Frequently Asked Questions
What is ESI? Electrospray ionization (ESI) is a method for generating molecular ions from samples in solution. ESI is a gentle ionization technique that has been applied to small molecules, like the phospholipids, and large biopolymers (proteins, peptides, oligosaccharides, and oligonucleotides). HPLC, direct infusion, or capillary electrophoresis is used to spray liquid samples directly into the source. The spray tip is maintained at a high potential with respect to ground to ionize droplets in the solvent plume (solvent plus molecules of interest). Molecules are ionized during the desolvation process and are then directed into the mass-filtering region of the mass spectrometer. ESI is not compatible with high salt concentrations, but there are methods and techniques available to minimize challenges posed by salts.
What is Tandem MS? Tandem MS (MS/MS) simply means that two mass analyzers have been coupled. In most instruments another ion containment device is inserted between the two mass analyzers. Ions exiting the first MS collide with heavy, neutral atoms in a containment field and are broken down into smaller fragments. Ion fragments, called product ions, exit into the second MS that separates them based on m/z ratio. This process generates a product ion spectrum (previously called a daughter ion spectrum) that can be used to help identify molecules and sequence peptides.
What is a molecular ion? Adding or subtracting an electron from a neutral molecule (M.- or M+) creates a molecular ion. The mass of the molecular ion is essentially the same as that of the neutral molecule. Gentle ionization methods can protonate a neutral molecule to create a protonated molecular ion (MH+). The molecular weight of the protonated molecule is increased by the weight of one hydrogen atom. Large polymers like peptides and proteins may undergo multiple protonation.
What is the monoisotopic mass? The monoisotopic mass is obtained by summing the isotopic masses of the most abundant naturally occurring stable isotopes of the elements contributing to a molecule. For example, the monoisotopic mass of 1,2-O-octadecanoyl-sn-glycerol-3-phosphocholine (DOPC) is 789.6248 g/mole (for C44H88N1O8P1). Contrast this to the average molecular mass, 790.1584 g/mole, which includes the contributions of all stable isotopes. The nominal mass of a molecule is the mass derived from the sum of the integer masses of the most abundant naturally occurring stable isotopes. For example the nominal mass of DOPC is 789 g/mole.

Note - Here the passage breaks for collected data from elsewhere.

//! Schedule expansion and invoicing for stored plans.

use jiff::civil::Date;
use serde::Serialize;

use super::{today, Scheduler};
use crate::{
    billing::{invoice_batches, InvoiceBatch},
    error::{PlanError, Result},
    models::{Occurrence, PausePeriod, ServicePlan},
    params::{Id, Schedule},
    recurrence,
};

/// A plan's visits within a requested range.
#[derive(Debug, Clone, Serialize)]
pub struct PlanSchedule {
    pub plan: ServicePlan,
    pub from: Date,
    pub to: Date,
    #[serde(skip_serializing_if = "Option::is_none")]
    pub pause: Option<PausePeriod>,
    pub occurrences: Vec<Occurrence>,
}

/// A plan's invoice batches within a requested range.
#[derive(Debug, Clone, Serialize)]
pub struct PlanInvoices {
    pub plan: ServicePlan,
    pub from: Date,
    pub to: Date,
    pub batches: Vec<InvoiceBatch>,
}

impl PlanInvoices {
    /// Sum of all batch totals, in minor units.
    pub fn total_cents(&self) -> i64 {
        self.batches
            .iter()
            .fold(0i64, |sum, batch| sum.saturating_add(batch.total_cents))
    }
}

impl Scheduler {
    /// Loads a plan with its overrides and pause and expands it over the
    /// requested range.
    pub async fn schedule(&self, params: &Schedule) -> Result<PlanSchedule> {
        let (from, to) = params.range()?;
        let plan_id = params.plan_id;
        let (plan, overrides, pause) = self
            .with_db(move |db| {
                let plan = db
                    .get_plan(plan_id)?
                    .ok_or(PlanError::PlanNotFound { id: plan_id })?;
                let overrides = if from <= to {
                    db.list_overrides(plan_id, Some((from, to)))?
                } else {
                    Vec::new()
                };
                let pause = db.get_pause(plan_id)?;
                Ok((plan, overrides, pause))
            })
            .await?;

        let occurrences = recurrence::expand(&plan, &overrides, pause.as_ref(), from, to)?;
        log::debug!(
            "Expanded plan {plan_id} over {from}..{to}: {} visit(s)",
            occurrences.len()
        );
        Ok(PlanSchedule {
            plan,
            from,
            to,
            pause,
            occurrences,
        })
    }

    /// Expands a plan over the range and groups the visits for billing.
    pub async fn invoices(&self, params: &Schedule) -> Result<PlanInvoices> {
        let schedule = self.schedule(params).await?;
        let batches = invoice_batches(&schedule.plan.billing, &schedule.occurrences)?;
        Ok(PlanInvoices {
            plan: schedule.plan,
            from: schedule.from,
            to: schedule.to,
            batches,
        })
    }

    /// The plan's next visit on or after today.
    pub async fn next_visit(&self, params: &Id) -> Result<Option<Occurrence>> {
        self.next_visit_from(params, today()).await
    }

    /// The plan's next visit on or after `from`.
    pub async fn next_visit_from(&self, params: &Id, from: Date) -> Result<Option<Occurrence>> {
        let plan_id = params.id;
        let (plan, overrides, pause) = self
            .with_db(move |db| {
                let plan = db
                    .get_plan(plan_id)?
                    .ok_or(PlanError::PlanNotFound { id: plan_id })?;
                let overrides = db.list_overrides(plan_id, None)?;
                let pause = db.get_pause(plan_id)?;
                Ok((plan, overrides, pause))
            })
            .await?;
        recurrence::next_occurrence(&plan, &overrides, pause.as_ref(), from)
    }
}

What does m/z mean?m/z is the mass-to-charge ratio and unitless. Both mass and charge influence the movement of ions through mass analyzers and raw data are m/z. For example the m/z for mono-protonated DOPC is 798.6326. If DOPC could be di-protonated the m/z of the resulting ion would be 395.8202.

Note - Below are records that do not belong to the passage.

impl UpdatePlan {
    /// Merges the update onto `current` and revalidates the result.
    ///
    /// The biweekly cycle anchor is kept as stored unless `dow` changes, in
    /// which case it moves to the first new `dow` on or after the old anchor.
    /// A plan switched to biweekly is anchored as on creation.
    ///
    /// Returns the updated plan and a description of each change made. When
    /// nothing changed the plan is returned untouched; otherwise `updated_at`
    /// is set to `now`.
    pub fn apply(
        &self,
        current: &ServicePlan,
        today: Date,
        now: Timestamp,
    ) -> Result<(ServicePlan, Vec<String>)> {
        if self.clear_window && (self.window_start.is_some() || self.window_end.is_some()) {
            return Err(PlanError::InvalidWindow {
                reason: "cannot set and clear the window in the same update".to_string(),
            });
        }
        if self.clear_ends_on && self.ends_on.is_some() {
            return Err(PlanError::invalid_input("ends_on")
                .with_reason("cannot set and clear ends_on in the same update"));
        }

        let mut merged = CreatePlan::from(current);
        if let Some(pool_id) = &self.pool_id {
            merged.pool_id = pool_id.clone();
        }
        if let Some(frequency) = &self.frequency {
            merged.frequency = frequency.clone();
        }
        if self.dow.is_some() {
            merged.dow = self.dow.clone();
        }
        if self.second_dow.is_some() {
            merged.second_dow = self.second_dow.clone();
        }
        if self.dom.is_some() {
            merged.dom = self.dom;
        }
        if self.second_dom.is_some() {
            merged.second_dom = self.second_dom;
        }
        if self.clear_window {
            merged.window_start = None;
            merged.window_end = None;
        } else if self.window_start.is_some() || self.window_end.is_some() {
            merged.window_start = self.window_start.clone();
            merged.window_end = self.window_end.clone();
        }
        if self.starts_on.is_some() {
            merged.starts_on = self.starts_on.clone();
        }
        if self.clear_ends_on {
            merged.ends_on = None;
        } else if self.ends_on.is_some() {
            merged.ends_on = self.ends_on.clone();
        }
        if let Some(price_cents) = self.price_cents {
            merged.price_cents = price_cents;
        }
        if let Some(currency) = &self.currency {
            merged.currency = currency.clone();
        }
        if let Some(tax_pct) = self.tax_pct {
            merged.tax_pct = tax_pct;
        }
        if let Some(discount_pct) = self.discount_pct {
            merged.discount_pct = discount_pct;
        }
        if self.billing_type.is_some() {
            merged.billing_type = self.billing_type.clone();
        }

        merged.cycle_anchor = None;
        let mut draft = merged.validate(today)?;
        if draft.frequency == Frequency::Biweekly {
            draft.cycle_anchor = match (draft.dow, current.cycle_anchor) {
                (Some(dow), Some(anchor)) if Some(dow) == current.dow => Some(anchor),
                (Some(dow), Some(anchor)) => recurrence::first_on_or_after(dow, anchor),
                (_, _) => draft.cycle_anchor,
            };
        }

        let mut updated = draft.into_plan(current.id, current.created_at);
        recurrence::validate(&updated)?;

        let changes = describe_changes(current, &updated);
        if changes.is_empty() {
            return Ok((current.clone(), changes));
        }
        updated.updated_at = now;
        Ok((updated, changes))
    }
}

What is product ion analysis? To perform product ion analysis a single m/z ratio exiting from the first stage of a tandem mass spectrometer is directed into a chamber containing neutral molecules. The resulting collisions between the ions and the neutral molecules cause the ions to fragment by a process called collision induced dissociation (CID). The product ions are then separated by the second stage of the mass spectrometer to yield a product ion spectrum.
What is precursor ion analysis? Precursor ion analysis, formerly called parent ion analysis, uses the MS/MS capability of tandem mass spectrometers to measure a specific product ion that was formed by CID. Precursor ion analysis is routinely used to quantify classes of molecules that generate unique fragments ion on CID. For example, glycerophosphatidylcholines can be identified in a mixture by the product ion m/z +184.1.
What is common neutral loss analysis?Common neutral loss analysis uses the MS/MS capability of tandem mass spectrometers to identify product ions that were formed by the loss of a neutral fragment on CID. Common neutral loss analysis is used to identify certain classes of molecules that break down with the loss of a specific neutral mass. For example, positively charged glycerophosphatidylethanolamines are identified by the unique loss of 141.1 Da from the precursor ion.
For additional definitions see O. David Sparkman, Mass Spec Desk Reference, Global View Publishing, Pittsburg, PA, 2000.